Stored items:
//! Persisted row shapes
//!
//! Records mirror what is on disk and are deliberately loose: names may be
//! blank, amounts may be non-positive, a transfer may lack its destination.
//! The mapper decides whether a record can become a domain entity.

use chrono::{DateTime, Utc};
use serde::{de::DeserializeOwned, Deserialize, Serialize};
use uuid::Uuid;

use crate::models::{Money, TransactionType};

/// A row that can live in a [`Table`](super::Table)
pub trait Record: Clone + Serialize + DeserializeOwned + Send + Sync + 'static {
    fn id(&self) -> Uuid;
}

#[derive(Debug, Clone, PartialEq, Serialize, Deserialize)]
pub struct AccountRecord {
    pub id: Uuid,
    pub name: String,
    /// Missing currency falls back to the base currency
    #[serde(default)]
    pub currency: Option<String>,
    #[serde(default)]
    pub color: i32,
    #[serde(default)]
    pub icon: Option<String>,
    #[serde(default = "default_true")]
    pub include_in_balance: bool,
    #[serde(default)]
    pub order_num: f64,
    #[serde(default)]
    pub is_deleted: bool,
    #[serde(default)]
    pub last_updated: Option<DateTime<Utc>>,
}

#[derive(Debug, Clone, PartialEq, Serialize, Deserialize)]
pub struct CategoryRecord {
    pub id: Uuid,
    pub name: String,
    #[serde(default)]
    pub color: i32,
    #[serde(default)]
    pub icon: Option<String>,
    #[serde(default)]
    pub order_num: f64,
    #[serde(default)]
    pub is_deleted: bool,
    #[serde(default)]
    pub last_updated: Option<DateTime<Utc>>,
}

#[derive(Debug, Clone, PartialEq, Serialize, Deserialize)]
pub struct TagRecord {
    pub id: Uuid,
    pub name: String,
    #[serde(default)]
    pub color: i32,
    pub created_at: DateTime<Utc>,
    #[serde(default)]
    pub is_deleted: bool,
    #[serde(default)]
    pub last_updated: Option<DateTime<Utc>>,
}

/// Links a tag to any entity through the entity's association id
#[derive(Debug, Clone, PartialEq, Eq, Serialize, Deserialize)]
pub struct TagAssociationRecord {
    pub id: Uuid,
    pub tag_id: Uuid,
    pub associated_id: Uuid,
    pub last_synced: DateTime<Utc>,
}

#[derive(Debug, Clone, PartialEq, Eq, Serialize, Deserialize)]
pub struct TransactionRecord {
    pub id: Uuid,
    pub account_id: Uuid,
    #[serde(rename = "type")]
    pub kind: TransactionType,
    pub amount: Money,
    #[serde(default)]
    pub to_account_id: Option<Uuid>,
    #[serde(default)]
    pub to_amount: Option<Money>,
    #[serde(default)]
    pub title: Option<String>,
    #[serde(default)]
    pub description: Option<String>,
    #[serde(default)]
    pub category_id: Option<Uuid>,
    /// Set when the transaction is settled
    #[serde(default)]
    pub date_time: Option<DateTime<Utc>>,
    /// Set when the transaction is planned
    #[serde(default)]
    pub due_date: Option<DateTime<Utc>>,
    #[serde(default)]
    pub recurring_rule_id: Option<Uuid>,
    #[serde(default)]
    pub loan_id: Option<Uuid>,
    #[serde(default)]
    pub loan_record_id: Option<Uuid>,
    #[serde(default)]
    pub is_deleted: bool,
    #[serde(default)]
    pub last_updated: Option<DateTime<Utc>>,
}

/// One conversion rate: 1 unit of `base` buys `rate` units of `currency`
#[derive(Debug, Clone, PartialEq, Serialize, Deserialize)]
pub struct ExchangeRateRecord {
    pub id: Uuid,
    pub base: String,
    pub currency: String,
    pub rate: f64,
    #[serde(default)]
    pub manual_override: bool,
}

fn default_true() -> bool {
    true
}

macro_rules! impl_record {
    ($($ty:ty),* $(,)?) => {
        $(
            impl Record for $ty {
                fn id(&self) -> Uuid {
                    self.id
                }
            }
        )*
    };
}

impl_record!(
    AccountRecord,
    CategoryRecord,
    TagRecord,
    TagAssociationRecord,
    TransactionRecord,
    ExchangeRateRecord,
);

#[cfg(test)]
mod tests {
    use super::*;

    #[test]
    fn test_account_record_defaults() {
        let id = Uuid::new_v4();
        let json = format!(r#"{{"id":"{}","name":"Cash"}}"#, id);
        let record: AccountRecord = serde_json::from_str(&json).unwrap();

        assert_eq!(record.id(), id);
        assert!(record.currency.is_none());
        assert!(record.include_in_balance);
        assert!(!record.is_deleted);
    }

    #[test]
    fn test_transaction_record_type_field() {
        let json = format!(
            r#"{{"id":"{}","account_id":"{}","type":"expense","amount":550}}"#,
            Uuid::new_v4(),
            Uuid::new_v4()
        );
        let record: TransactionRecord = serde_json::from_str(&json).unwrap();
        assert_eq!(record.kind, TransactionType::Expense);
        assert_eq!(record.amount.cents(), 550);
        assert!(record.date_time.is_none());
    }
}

---

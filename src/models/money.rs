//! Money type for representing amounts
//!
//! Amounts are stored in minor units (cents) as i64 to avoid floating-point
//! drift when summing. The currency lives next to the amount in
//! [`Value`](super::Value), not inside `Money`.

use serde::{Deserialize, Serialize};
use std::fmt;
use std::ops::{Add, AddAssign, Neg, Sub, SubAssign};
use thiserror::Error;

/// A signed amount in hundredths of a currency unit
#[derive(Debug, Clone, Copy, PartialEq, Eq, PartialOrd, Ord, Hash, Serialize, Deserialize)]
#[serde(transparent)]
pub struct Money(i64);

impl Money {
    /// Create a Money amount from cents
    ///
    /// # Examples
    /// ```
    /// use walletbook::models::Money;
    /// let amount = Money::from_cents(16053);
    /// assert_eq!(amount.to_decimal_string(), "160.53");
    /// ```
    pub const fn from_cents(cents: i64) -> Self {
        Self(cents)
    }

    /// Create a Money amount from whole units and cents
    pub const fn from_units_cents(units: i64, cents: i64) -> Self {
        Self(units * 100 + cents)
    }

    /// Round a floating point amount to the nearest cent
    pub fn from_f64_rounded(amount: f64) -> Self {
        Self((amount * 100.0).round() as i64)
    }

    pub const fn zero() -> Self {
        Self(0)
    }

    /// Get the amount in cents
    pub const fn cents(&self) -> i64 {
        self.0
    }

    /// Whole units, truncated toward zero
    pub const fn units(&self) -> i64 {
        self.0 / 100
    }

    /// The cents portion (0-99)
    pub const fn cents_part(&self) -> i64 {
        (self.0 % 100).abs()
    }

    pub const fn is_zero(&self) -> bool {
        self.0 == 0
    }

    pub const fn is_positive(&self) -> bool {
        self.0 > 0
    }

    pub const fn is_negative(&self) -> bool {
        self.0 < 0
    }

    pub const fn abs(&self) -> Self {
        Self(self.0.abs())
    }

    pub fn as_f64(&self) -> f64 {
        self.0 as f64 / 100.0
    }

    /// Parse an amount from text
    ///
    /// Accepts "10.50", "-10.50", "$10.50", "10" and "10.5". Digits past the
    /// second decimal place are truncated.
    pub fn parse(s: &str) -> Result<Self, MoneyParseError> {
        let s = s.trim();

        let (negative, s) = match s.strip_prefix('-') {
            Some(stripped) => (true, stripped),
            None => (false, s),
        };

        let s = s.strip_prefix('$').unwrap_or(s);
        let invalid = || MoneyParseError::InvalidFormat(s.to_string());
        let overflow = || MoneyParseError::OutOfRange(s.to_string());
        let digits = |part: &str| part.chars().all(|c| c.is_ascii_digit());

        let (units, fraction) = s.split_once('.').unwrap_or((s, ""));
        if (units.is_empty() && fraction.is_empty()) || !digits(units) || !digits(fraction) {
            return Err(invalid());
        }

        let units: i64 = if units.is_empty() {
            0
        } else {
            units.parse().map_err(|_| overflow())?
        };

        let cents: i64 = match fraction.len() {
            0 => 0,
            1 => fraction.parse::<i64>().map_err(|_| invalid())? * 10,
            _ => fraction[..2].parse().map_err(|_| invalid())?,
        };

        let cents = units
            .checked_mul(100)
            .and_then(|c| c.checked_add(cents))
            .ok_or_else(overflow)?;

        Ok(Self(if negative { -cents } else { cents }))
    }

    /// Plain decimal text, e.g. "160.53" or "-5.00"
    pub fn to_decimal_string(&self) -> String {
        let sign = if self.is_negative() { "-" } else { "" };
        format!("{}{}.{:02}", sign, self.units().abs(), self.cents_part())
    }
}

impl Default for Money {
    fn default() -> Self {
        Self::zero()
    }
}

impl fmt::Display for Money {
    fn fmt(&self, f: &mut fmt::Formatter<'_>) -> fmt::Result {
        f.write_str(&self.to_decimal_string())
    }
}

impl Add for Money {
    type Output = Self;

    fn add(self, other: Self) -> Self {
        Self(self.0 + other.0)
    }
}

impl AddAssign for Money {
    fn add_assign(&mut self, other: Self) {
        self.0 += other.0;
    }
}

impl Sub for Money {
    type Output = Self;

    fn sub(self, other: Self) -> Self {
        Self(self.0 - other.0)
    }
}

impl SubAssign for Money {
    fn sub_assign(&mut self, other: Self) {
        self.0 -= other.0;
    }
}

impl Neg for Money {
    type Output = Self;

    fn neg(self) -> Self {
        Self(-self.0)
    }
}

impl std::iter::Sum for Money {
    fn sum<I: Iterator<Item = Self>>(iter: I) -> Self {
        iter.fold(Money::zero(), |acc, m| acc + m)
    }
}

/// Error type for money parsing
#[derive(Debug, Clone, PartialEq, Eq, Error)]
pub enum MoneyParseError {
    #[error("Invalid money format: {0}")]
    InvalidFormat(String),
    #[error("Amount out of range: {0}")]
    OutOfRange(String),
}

==

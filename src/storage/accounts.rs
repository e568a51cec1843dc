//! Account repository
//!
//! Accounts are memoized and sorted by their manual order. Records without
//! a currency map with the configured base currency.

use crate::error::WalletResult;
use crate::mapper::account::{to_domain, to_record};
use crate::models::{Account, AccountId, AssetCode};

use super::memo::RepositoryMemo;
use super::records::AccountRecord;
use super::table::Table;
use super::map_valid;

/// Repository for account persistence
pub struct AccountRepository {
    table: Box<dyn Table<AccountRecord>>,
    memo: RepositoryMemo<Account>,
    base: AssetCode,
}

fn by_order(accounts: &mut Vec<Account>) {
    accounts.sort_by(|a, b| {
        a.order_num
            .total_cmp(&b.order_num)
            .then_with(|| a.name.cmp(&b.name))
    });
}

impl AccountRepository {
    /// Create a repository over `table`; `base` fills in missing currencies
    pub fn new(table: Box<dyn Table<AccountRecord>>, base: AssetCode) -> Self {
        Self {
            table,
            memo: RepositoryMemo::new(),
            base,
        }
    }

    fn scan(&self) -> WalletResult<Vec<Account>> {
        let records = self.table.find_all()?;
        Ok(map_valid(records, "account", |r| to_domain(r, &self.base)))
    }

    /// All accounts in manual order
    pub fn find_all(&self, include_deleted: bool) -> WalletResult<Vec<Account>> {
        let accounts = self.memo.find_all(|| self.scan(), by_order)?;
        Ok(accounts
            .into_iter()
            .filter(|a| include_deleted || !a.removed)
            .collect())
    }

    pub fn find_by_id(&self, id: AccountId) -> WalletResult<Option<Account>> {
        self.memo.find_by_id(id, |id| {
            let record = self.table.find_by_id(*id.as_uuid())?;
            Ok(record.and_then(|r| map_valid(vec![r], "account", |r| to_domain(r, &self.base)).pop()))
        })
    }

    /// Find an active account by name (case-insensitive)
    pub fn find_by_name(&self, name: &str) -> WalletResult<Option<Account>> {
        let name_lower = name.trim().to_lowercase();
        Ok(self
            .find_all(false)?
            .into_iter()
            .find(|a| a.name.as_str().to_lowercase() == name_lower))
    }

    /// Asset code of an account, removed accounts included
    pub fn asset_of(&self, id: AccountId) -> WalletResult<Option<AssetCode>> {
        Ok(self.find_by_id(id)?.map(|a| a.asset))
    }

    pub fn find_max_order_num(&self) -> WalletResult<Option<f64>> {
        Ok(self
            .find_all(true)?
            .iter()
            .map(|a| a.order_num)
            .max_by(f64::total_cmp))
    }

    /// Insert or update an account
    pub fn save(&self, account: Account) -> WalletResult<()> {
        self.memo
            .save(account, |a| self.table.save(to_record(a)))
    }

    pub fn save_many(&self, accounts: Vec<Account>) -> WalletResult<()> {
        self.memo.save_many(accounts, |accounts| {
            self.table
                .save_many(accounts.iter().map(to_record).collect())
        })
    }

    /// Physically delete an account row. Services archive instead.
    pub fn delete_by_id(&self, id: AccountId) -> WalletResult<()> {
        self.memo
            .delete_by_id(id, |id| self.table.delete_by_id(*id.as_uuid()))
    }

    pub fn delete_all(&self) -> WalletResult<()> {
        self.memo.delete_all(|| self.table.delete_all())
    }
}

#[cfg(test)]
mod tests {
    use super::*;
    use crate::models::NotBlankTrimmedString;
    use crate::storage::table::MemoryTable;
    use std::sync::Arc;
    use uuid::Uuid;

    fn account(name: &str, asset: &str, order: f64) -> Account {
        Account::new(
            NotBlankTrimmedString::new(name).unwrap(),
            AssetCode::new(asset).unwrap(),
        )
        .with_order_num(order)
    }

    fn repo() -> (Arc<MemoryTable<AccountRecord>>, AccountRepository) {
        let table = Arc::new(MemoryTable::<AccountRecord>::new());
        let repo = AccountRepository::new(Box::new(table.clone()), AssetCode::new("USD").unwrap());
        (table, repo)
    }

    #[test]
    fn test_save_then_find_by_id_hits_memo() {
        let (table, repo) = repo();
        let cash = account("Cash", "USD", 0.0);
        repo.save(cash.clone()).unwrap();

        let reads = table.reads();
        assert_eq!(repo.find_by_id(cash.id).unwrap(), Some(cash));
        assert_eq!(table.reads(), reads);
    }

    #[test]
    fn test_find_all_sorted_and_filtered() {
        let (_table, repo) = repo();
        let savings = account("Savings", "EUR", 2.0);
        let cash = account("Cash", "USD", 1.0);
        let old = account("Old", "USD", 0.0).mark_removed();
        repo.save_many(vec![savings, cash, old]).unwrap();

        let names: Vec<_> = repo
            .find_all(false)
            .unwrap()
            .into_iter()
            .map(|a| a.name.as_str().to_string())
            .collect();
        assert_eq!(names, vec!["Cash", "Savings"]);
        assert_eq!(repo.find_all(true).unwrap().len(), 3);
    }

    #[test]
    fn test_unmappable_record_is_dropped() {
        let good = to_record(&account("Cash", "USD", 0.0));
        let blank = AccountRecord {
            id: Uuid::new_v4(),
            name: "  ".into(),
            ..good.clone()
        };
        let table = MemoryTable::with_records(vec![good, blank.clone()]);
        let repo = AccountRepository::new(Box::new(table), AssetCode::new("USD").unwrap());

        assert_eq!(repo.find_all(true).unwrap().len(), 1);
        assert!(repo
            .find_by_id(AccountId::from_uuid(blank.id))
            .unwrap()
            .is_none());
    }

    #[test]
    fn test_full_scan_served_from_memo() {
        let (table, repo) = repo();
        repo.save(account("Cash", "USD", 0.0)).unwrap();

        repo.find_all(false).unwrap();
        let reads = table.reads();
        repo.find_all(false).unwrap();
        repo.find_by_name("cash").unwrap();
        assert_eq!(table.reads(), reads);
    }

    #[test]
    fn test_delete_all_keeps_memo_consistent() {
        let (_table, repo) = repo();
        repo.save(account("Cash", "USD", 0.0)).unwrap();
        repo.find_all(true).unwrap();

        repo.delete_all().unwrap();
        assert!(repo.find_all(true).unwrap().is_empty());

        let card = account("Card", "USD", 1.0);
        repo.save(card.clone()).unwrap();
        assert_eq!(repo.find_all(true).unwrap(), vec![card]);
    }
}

### [Exercise]
Search the records above for the string "collect". Copy every line that contains it.

### [Written reply]
            .collect())
                .save_many(accounts.iter().map(to_record).collect())
            .collect();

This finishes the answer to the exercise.